David Harsanyi finds the ghoulish worldview of self-styled “science guy” Bill Nye objectionable. This particular paragraph of Harsanyi’s, though, allows for an interesting tangent into how the Left and Right think:
We live in a world where Ehrlich protege John Holdren — who, like his mentor, made a career of offering memorably erroneous predictions (not out of the ordinary for alarmists) — was able to become a science czar in the Obama administration. Holdren co-authored a book in late 1970s called “Ecoscience: Population, Resources, Environment,” which waded into theoretical talk about mass sterilizations and forced abortions in an effort to save hundreds of millions from sure death. Nye is a fellow denier of one of the most irrefutable facts about mankind: Human ingenuity overcomes demand.
This is just a single example of progressives’ comfort with concepts like forced sterilizations and forced abortions. Harsanyi also quotes progressive Supreme Court Justice Ruth Bader Ginsburg as saying, “Frankly I had thought that at the time Roe was decided, there was concern about population growth and particularly growth in populations that we don’t want to have too many of.” Other examples would easily be found.

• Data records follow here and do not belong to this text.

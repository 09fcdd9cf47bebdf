use alloc::collections::BTreeMap;
use alloc::string::String;
use alloc::vec::Vec;

use annotation_protocol::UniversalPos;

use crate::parse::MorphologicalParse;
use crate::tags;

/// Universal features contributed by a single tag. Later groups override
/// earlier ones, so a derived word reports the case of its last group.
const TAG_FEATURES: &[(&str, &[(&str, &str)])] = &[
    // Case
    ("NOM", &[("Case", "Nom")]),
    ("ACC", &[("Case", "Acc")]),
    ("DAT", &[("Case", "Dat")]),
    ("LOC", &[("Case", "Loc")]),
    ("ABL", &[("Case", "Abl")]),
    ("GEN", &[("Case", "Gen")]),
    ("INS", &[("Case", "Ins")]),
    ("EQU", &[("Case", "Equ")]),
    // Agreement
    ("A1SG", &[("Number", "Sing"), ("Person", "1")]),
    ("A2SG", &[("Number", "Sing"), ("Person", "2")]),
    ("A3SG", &[("Number", "Sing"), ("Person", "3")]),
    ("A1PL", &[("Number", "Plur"), ("Person", "1")]),
    ("A2PL", &[("Number", "Plur"), ("Person", "2")]),
    ("A3PL", &[("Number", "Plur"), ("Person", "3")]),
    // Possessive
    ("P1SG", &[("Number[psor]", "Sing"), ("Person[psor]", "1")]),
    ("P2SG", &[("Number[psor]", "Sing"), ("Person[psor]", "2")]),
    ("P3SG", &[("Number[psor]", "Sing"), ("Person[psor]", "3")]),
    ("P1PL", &[("Number[psor]", "Plur"), ("Person[psor]", "1")]),
    ("P2PL", &[("Number[psor]", "Plur"), ("Person[psor]", "2")]),
    ("P3PL", &[("Number[psor]", "Plur"), ("Person[psor]", "3")]),
    // Polarity
    ("POS", &[("Polarity", "Pos")]),
    ("NEG", &[("Polarity", "Neg")]),
    // Tense / aspect / evidentiality
    ("PAST", &[("Tense", "Past"), ("Evident", "Fh")]),
    ("NARR", &[("Tense", "Past"), ("Evident", "Nfh")]),
    ("FUT", &[("Tense", "Fut")]),
    ("AOR", &[("Tense", "Pres"), ("Aspect", "Hab")]),
    ("PROG1", &[("Tense", "Pres"), ("Aspect", "Prog")]),
    ("PROG2", &[("Tense", "Pres"), ("Aspect", "Prog")]),
    // Mood
    ("COND", &[("Mood", "Cnd")]),
    ("IMP", &[("Mood", "Imp")]),
    ("OPT", &[("Mood", "Opt")]),
    ("NECES", &[("Mood", "Nec")]),
    ("DESR", &[("Mood", "Des")]),
    ("ABLE", &[("Mood", "Pot")]),
    // Voice
    ("PASS", &[("Voice", "Pass")]),
    ("CAUS", &[("Voice", "Cau")]),
    ("RECIP", &[("Voice", "Rcp")]),
    ("REFLEX", &[("Voice", "Rfl")]),
    // Non-finite forms
    ("INF", &[("VerbForm", "Vnoun")]),
    ("INF2", &[("VerbForm", "Vnoun")]),
    ("INF3", &[("VerbForm", "Vnoun")]),
    ("PASTPART", &[("VerbForm", "Part")]),
    ("FUTPART", &[("VerbForm", "Part")]),
    ("PRESPART", &[("VerbForm", "Part")]),
    ("WHEN", &[("VerbForm", "Conv")]),
    ("SINCE", &[("VerbForm", "Conv")]),
    ("WHILE", &[("VerbForm", "Conv")]),
    ("BYDOINGSO", &[("VerbForm", "Conv")]),
    ("AFTERDOINGSO", &[("VerbForm", "Conv")]),
    ("WITHOUTHAVINGDONESO", &[("VerbForm", "Conv")]),
    ("ADAMANTLY", &[("VerbForm", "Conv")]),
    ("ASIF", &[("VerbForm", "Conv")]),
    // Numerals
    ("CARD", &[("NumType", "Card")]),
    ("ORD", &[("NumType", "Ord")]),
    ("DISTRIB", &[("NumType", "Dist")]),
    // Pronoun types
    ("PERSP", &[("PronType", "Prs")]),
    ("DEMONSP", &[("PronType", "Dem")]),
    ("QUESP", &[("PronType", "Int")]),
    ("QUANTP", &[("PronType", "Ind")]),
    ("REFLEXP", &[("Reflex", "Yes")]),
];

fn tag_features(tag: &str) -> &'static [(&'static str, &'static str)] {
    TAG_FEATURES
        .iter()
        .find(|(name, _)| *name == tag)
        .map(|(_, features)| *features)
        .unwrap_or(&[])
}

impl MorphologicalParse {
    /// Maps the analysis onto the universal part-of-speech tag set.
    /// Every parse maps to some tag; `X` is the fallback.
    pub fn universal_dependency_pos(&self) -> UniversalPos {
        let root = self.root();
        let pos = self.pos();

        if root == "değil" {
            return UniversalPos::Aux;
        }
        if self.is_proper_noun() {
            return UniversalPos::Propn;
        }
        if self.is_noun() {
            return UniversalPos::Noun;
        }
        match pos {
            Some(tags::ADJ) => return UniversalPos::Adj,
            Some(tags::ADV) => return UniversalPos::Adv,
            Some(tags::INTERJ) => return UniversalPos::Intj,
            _ => {}
        }
        if self.is_verb() {
            return UniversalPos::Verb;
        }
        if pos == Some(tags::PUNC) || self.contains_tag(tags::HASHTAG) {
            return UniversalPos::Punct;
        }
        if self.contains_tag(tags::DET) {
            return UniversalPos::Det;
        }
        let numeric = [tags::DATE, tags::TIME, tags::ORDINAL, tags::FRACTION, tags::PERCENT];
        if pos == Some(tags::NUM) || numeric.iter().any(|tag| self.contains_tag(tag)) {
            return UniversalPos::Num;
        }
        match pos {
            Some(tags::PRON) => UniversalPos::Pron,
            Some(tags::POSTP) => UniversalPos::Adp,
            Some(tags::QUES) => UniversalPos::Aux,
            Some(tags::CONJ) => match root {
                "ki" | "mi" | "da" | "de" => UniversalPos::Part,
                _ => UniversalPos::Cconj,
            },
            _ => UniversalPos::X,
        }
    }

    /// Universal features as sorted `Name=Value` strings.
    pub fn universal_dependency_features(&self, upos: UniversalPos) -> Vec<String> {
        let verbal = matches!(upos, UniversalPos::Verb | UniversalPos::Aux);
        let mut features: BTreeMap<&str, &str> = BTreeMap::new();

        for group in self.groups() {
            for tag in group.tags() {
                for (name, value) in tag_features(tag) {
                    features.insert(*name, *value);
                }
            }
        }

        if !verbal {
            // Tense/mood/polarity belong to the verbal reading only.
            for name in ["Polarity", "Tense", "Mood", "Aspect", "Evident", "Voice"] {
                features.remove(name);
            }
        } else if !features.contains_key("VerbForm")
            && tags::AGREEMENT.iter().any(|tag| self.contains_tag(tag))
        {
            features.insert("VerbForm", "Fin");
        }

        features
            .into_iter()
            .map(|(name, value)| format!("{}={}", name, value))
            .collect()
    }
}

What comes immediately to mind for a contrast is the Left’s reaction to Charles Murray. Anybody who has read Murray’s original flash-point for controversy, The Bell Curve, would know that the book…
- acknowledged differences in intelligence,
- reported that in current circumstances, these differences do relate statistically (although not inevitably) to racial groups, and
- warned about the future consequences of allowing such trends to develop.
Murray and co-author Richard Herrnstein were concerned about the development of a “cognitive elite” in proverbial gated communities lording it over everybody else. In order to avoid that in the future, they said, we must honestly address the data and answer thorny questions of culture and political philosophy.
Think about that. Murray is attacked as a “white supremacist” by the Left for arguing that we’re headed toward a divided, dystopian future that we should strive to avoid. Meanwhile, voices on the Left are lauded despite their openness to divisive, dystopian policies in the present.